Strengthening labour protections is not merely an employment issue but a strategic investment in health system sustainability. When labour protections fail the healers, the entire health system bears the cost.

What is already known about the topic

  • Nigeria faces a critical shortage of healthcare workers, with physician density estimated at approximately 0.29 per 1,000 population, far below the WHO-recommended threshold for universal health coverage.
  • Nigerian doctors experience high rates of burnout, emotional exhaustion, and workplace stress, driven by excessive workloads, prolonged working hours, and inadequate staffing in tertiary hospitals.
  • Significant emigration of Nigerian-trained doctors to high-income countries, notably the United Kingdom has been documented over the past decade, compounding domestic workforce deficits.
  • Industrial disputes, including nationwide strikes over unpaid salaries and hazardous working conditions, recur frequently in Nigeria’s health sector and are often met with legal injunctions restricting strike action.
  • Existing labour statutes, including the Labour Act and Trade Disputes Act, provide frameworks for employment protection and dispute resolution, but awareness and enforcement among healthcare workers remain weak.

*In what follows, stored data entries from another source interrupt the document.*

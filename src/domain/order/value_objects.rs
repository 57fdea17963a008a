use serde::{Deserialize, Serialize};
use chrono::{DateTime, Utc};
use std::fmt;

// ============================================================================
// Order Value Objects
// ============================================================================

/// Metal or finish inferred for a tagged piece.
#[derive(Debug, Clone, Copy, PartialEq, Eq, Hash, Serialize, Deserialize)]
pub enum Material {
    Oro,
    Rodio,
    Acero,
    Desconocido,
}

impl Material {
    /// Order in which materials appear on a printed order sheet
    pub const SHEET_ORDER: [Material; 4] = [
        Material::Oro,
        Material::Rodio,
        Material::Acero,
        Material::Desconocido,
    ];

    pub fn as_str(&self) -> &'static str {
        match self {
            Material::Oro => "Oro",
            Material::Rodio => "Rodio",
            Material::Acero => "Acero",
            Material::Desconocido => "Desconocido",
        }
    }

    pub fn is_known(&self) -> bool {
        !matches!(self, Material::Desconocido)
    }
}

impl fmt::Display for Material {
    fn fmt(&self, f: &mut fmt::Formatter<'_>) -> fmt::Result {
        f.write_str(self.as_str())
    }
}

/// One price tag as reported by the image analysis service.
#[derive(Debug, Clone, Default, PartialEq, Serialize, Deserialize)]
#[serde(rename_all = "camelCase")]
pub struct RawTagReading {
    #[serde(default)]
    pub code: Option<String>,
    #[serde(default)]
    pub price: Option<f64>,
    #[serde(default)]
    pub tag_color: Option<String>,
}

impl RawTagReading {
    pub fn new(code: impl Into<String>, price: Option<f64>, tag_color: Option<&str>) -> Self {
        Self {
            code: Some(code.into()),
            price,
            tag_color: tag_color.map(str::to_string),
        }
    }

    /// The product code, or `None` when the tag had no readable code
    pub fn usable_code(&self) -> Option<&str> {
        self.code
            .as_deref()
            .map(str::trim)
            .filter(|code| !code.is_empty())
    }
}

/// Classification result for a single reading (everything but the id).
#[derive(Debug, Clone, PartialEq, Serialize, Deserialize)]
pub struct OrderItemFields {
    pub code: String,
    pub reference: String,
    pub size: String,
    pub category: String,
    pub material: Material,
    pub price: Option<f64>,
}

#[derive(Debug, Clone, PartialEq, Serialize, Deserialize)]
#[serde(rename_all = "camelCase")]
pub struct OrderItem {
    pub id: String,
    pub code: String,
    pub reference: String,
    pub size: String,
    pub category: String,
    pub material: Material,
    pub price: Option<f64>,
    #[serde(default, skip_serializing_if = "Option::is_none")]
    pub photo_url: Option<String>,
}

impl OrderItem {
    pub fn from_fields(id: impl Into<String>, fields: OrderItemFields) -> Self {
        Self {
            id: id.into(),
            code: fields.code,
            reference: fields.reference,
            size: fields.size,
            category: fields.category,
            material: fields.material,
            price: fields.price,
            photo_url: None,
        }
    }

    pub fn is_ring(&self) -> bool {
        !self.reference.is_empty() && !self.size.is_empty()
    }
}

/// Salesperson stamped on a finalized order
#[derive(Debug, Clone, PartialEq, Eq, Serialize, Deserialize)]
pub struct WorkerRef {
    pub id: String,
    pub name: String,
    pub email: String,
}

/// What the order flow needs to know about a client
#[derive(Debug, Clone, PartialEq, Eq, Serialize, Deserialize)]
#[serde(rename_all = "camelCase")]
pub struct ClientSummary {
    pub id: String,
    pub name: String,
    pub client_code: String,
}

#[derive(Debug, Clone, Copy, PartialEq, Eq, Serialize, Deserialize)]
pub enum SessionPhase {
    Building,
    AwaitingSignature,
    Finalized,
}

/// A signed order. Built once when a session finalizes and never changed.
#[derive(Debug, Clone, PartialEq, Serialize, Deserialize)]
#[serde(rename_all = "camelCase")]
pub struct Order {
    pub id: String,
    pub client_id: String,
    pub client_name: String,
    pub client_code: String,
    pub date: DateTime<Utc>,
    pub items: Vec<OrderItem>,
    pub notes: String,
    pub signature: String,
    pub worker: WorkerRef,
}

impl Order {
    pub fn total_items(&self) -> usize {
        self.items.len()
    }
}

// ============================================================================
// Unit Tests
// ============================================================================

#[cfg(test)]
mod tests {
    use super::*;

    #[test]
    fn test_material_display_matches_labels() {
        assert_eq!(Material::Oro.to_string(), "Oro");
        assert_eq!(Material::Desconocido.to_string(), "Desconocido");
        assert!(Material::Acero.is_known());
        assert!(!Material::Desconocido.is_known());
    }

    #[test]
    fn test_reading_deserializes_service_payload() {
        let json = r#"{"code":"3001-1","price":25.5,"tagColor":"verde"}"#;
        let reading: RawTagReading = serde_json::from_str(json).unwrap();

        assert_eq!(reading.code.as_deref(), Some("3001-1"));
        assert_eq!(reading.price, Some(25.5));
        assert_eq!(reading.tag_color.as_deref(), Some("verde"));
    }

    #[test]
    fn test_reading_missing_fields_default_to_none() {
        let reading: RawTagReading = serde_json::from_str(r#"{"price":null}"#).unwrap();
        assert_eq!(reading, RawTagReading::default());
        assert_eq!(reading.usable_code(), None);
    }

    #[test]
    fn test_blank_code_is_not_usable() {
        let reading = RawTagReading::new("   ", Some(3.0), None);
        assert_eq!(reading.usable_code(), None);

        let reading = RawTagReading::new(" A123 ", None, None);
        assert_eq!(reading.usable_code(), Some("A123"));
    }

    #[test]
    fn test_order_item_serializes_camel_case() {
        let item = OrderItem::from_fields("x-1", OrderItemFields {
            code: "1234-5".to_string(),
            reference: "1234".to_string(),
            size: "5".to_string(),
            category: "Anillo".to_string(),
            material: Material::Desconocido,
            price: None,
        });

        let value = serde_json::to_value(&item).unwrap();
        assert_eq!(value["material"], "Desconocido");
        assert!(value.get("photoUrl").is_none());
        assert!(item.is_ring());
    }
}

What this perspective adds

  • Quantifies the acute distributional inequity: the United Kingdom alone hosts 15,692 Nigerian-trained doctors (28.5% of Nigeria’s current domestic workforce) to serve 67 million people, while Nigeria’s remaining 55,000 doctors struggle to care for over 240 million.
  • Situates Nigeria’s labour protection failures within a comparative framework of low- and middle-income countries, drawing lessons from Ghana, Kenya, South Africa, and India to demonstrate that these challenges are systemic rather than unique.
  • Engages specific Nigerian legal frameworks – the Labour Act (Cap L1, LFN 2004) and Trade Disputes Act (Cap T8, LFN 2004) – and analyses the 2026 National Industrial Court interim injunction against resident doctor strikes as a case study in the tension between worker rights and service continuity.
  • Proposes operationally specific reforms: integration of medico-legal education into medical training, institutional grievance mechanisms with defined escalation pathways, enforcement of occupational safety standards through security agency collaboration, and workforce planning tied to the 2024 National Policy on Health Workforce Migration.
  • Acknowledges the complex balance between healthcare workers’ legitimate grievances and the patient harm caused by industrial disputes, arguing that sustainable reform must prevent disputes from reaching the point of strike action rather than simply restricting them.
  • Advances an analytical framework centred on the “statute-to-practice gap” – the structural disjuncture between formal labour law provisions and their weak enforcement – to explain how legal protections fail in practice and perpetuate health system fragility.

Competing interest

The author of this work declares no competing interests.

Funding

The author did not receive any specific funding for this work.

Authors’ contributions

SAS contributed to all aspects of this manuscript, including conception, drafting and revision.